▸ **Assignment**:
In the data below, how many lines contain the string "Toggle"? Give only the number.

▸ **The records**:
========
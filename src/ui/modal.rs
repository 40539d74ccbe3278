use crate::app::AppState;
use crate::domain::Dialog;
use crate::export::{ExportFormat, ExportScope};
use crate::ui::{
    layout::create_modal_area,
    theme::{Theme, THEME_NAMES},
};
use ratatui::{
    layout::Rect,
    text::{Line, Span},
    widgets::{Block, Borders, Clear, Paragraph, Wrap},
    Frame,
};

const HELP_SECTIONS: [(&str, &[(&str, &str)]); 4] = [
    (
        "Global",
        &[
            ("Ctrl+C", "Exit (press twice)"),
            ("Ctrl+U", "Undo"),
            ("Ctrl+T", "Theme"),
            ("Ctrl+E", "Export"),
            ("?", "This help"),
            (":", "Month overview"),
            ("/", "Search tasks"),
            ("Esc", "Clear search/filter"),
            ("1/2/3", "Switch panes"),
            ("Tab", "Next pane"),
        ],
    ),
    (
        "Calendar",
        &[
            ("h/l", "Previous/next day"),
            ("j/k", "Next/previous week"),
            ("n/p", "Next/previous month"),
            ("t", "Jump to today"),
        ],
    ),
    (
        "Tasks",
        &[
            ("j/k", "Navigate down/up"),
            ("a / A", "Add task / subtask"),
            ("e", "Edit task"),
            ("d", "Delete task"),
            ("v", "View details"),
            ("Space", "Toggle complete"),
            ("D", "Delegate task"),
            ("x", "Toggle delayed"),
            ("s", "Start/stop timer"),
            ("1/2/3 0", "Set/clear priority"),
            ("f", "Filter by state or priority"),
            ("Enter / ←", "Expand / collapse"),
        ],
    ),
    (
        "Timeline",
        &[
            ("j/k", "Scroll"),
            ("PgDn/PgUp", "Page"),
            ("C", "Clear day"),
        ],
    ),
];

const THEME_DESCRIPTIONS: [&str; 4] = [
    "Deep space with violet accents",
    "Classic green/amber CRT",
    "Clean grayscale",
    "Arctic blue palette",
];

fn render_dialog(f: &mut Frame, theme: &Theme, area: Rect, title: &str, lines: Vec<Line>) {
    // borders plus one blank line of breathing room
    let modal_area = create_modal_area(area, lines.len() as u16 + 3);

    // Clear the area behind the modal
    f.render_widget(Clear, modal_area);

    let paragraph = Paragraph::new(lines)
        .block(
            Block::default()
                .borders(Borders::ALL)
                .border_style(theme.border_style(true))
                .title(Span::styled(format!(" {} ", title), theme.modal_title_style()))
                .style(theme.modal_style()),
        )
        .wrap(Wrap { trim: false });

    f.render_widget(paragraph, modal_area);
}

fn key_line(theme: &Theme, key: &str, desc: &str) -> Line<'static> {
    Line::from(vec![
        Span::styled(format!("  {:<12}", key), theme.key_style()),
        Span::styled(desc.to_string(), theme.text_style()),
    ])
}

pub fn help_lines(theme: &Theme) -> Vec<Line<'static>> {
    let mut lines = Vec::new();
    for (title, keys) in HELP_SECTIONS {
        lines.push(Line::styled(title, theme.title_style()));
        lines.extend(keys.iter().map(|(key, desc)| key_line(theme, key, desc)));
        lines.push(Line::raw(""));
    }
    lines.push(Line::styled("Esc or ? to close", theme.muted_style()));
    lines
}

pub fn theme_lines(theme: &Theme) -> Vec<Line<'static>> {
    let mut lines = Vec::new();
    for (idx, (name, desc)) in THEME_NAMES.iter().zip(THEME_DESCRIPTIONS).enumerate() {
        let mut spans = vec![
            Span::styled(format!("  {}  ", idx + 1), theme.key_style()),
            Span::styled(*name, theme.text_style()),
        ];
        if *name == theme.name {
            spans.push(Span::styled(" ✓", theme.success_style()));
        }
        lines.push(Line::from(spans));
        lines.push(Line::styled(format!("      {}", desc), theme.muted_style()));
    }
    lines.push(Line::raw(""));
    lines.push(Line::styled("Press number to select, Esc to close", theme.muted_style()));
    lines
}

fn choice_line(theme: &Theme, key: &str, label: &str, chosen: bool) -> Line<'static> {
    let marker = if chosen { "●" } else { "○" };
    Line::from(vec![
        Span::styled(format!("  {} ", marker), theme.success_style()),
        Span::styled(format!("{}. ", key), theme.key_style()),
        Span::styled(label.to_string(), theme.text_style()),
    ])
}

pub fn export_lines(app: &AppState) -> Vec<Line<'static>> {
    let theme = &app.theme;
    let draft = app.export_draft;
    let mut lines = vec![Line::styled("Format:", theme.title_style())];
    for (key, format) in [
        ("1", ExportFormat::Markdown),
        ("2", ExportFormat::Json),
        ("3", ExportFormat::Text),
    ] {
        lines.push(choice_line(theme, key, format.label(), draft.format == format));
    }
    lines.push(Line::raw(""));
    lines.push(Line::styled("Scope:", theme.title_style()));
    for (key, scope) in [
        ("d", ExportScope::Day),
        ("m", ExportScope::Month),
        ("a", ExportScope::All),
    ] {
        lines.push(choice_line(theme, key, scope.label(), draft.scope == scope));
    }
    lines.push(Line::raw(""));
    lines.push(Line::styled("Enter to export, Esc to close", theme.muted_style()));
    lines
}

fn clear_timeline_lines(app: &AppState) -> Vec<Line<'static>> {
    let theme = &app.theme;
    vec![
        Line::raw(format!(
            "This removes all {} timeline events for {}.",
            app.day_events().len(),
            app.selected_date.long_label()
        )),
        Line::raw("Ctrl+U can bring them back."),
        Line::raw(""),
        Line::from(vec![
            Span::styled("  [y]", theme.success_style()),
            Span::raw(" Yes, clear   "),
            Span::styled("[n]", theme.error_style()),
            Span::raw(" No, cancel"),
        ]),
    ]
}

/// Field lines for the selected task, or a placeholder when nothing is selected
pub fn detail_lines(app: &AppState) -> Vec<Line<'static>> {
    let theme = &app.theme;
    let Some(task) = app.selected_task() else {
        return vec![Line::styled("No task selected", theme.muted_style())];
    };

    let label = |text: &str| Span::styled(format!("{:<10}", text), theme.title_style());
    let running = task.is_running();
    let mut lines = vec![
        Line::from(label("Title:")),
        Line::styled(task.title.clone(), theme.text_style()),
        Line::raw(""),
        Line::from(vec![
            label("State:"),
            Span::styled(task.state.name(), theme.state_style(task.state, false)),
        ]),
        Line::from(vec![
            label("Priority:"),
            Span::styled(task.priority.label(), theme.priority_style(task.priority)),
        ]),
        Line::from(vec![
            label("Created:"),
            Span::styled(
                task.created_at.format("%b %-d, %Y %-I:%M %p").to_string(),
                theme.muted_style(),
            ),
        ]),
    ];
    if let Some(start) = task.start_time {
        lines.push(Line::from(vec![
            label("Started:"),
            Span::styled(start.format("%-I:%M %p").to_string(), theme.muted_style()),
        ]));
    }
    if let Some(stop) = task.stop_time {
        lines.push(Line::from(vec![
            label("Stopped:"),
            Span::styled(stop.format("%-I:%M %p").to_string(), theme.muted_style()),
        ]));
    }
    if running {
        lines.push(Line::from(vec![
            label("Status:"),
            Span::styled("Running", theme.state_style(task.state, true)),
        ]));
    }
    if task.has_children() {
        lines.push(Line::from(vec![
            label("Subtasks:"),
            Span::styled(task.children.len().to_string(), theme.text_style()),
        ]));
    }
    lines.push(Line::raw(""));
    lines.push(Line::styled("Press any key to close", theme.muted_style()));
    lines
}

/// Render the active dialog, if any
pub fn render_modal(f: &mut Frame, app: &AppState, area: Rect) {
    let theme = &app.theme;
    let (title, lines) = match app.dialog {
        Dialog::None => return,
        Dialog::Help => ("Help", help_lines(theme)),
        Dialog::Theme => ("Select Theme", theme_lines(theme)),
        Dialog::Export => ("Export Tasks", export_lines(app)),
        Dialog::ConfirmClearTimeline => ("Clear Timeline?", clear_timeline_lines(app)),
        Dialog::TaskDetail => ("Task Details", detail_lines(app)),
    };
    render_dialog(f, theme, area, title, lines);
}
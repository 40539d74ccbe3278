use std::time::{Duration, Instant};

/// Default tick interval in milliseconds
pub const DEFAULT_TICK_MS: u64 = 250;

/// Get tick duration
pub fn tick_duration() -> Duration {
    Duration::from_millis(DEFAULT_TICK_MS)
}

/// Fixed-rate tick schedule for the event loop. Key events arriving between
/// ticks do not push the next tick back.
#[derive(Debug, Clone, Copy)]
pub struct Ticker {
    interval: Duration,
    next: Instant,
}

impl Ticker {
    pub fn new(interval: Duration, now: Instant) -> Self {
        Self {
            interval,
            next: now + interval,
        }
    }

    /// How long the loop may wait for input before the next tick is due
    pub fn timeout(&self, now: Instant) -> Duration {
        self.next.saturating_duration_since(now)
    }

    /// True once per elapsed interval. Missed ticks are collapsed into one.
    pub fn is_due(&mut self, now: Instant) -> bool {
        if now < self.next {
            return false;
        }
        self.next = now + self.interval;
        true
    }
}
========
▸ **Expected output**:
2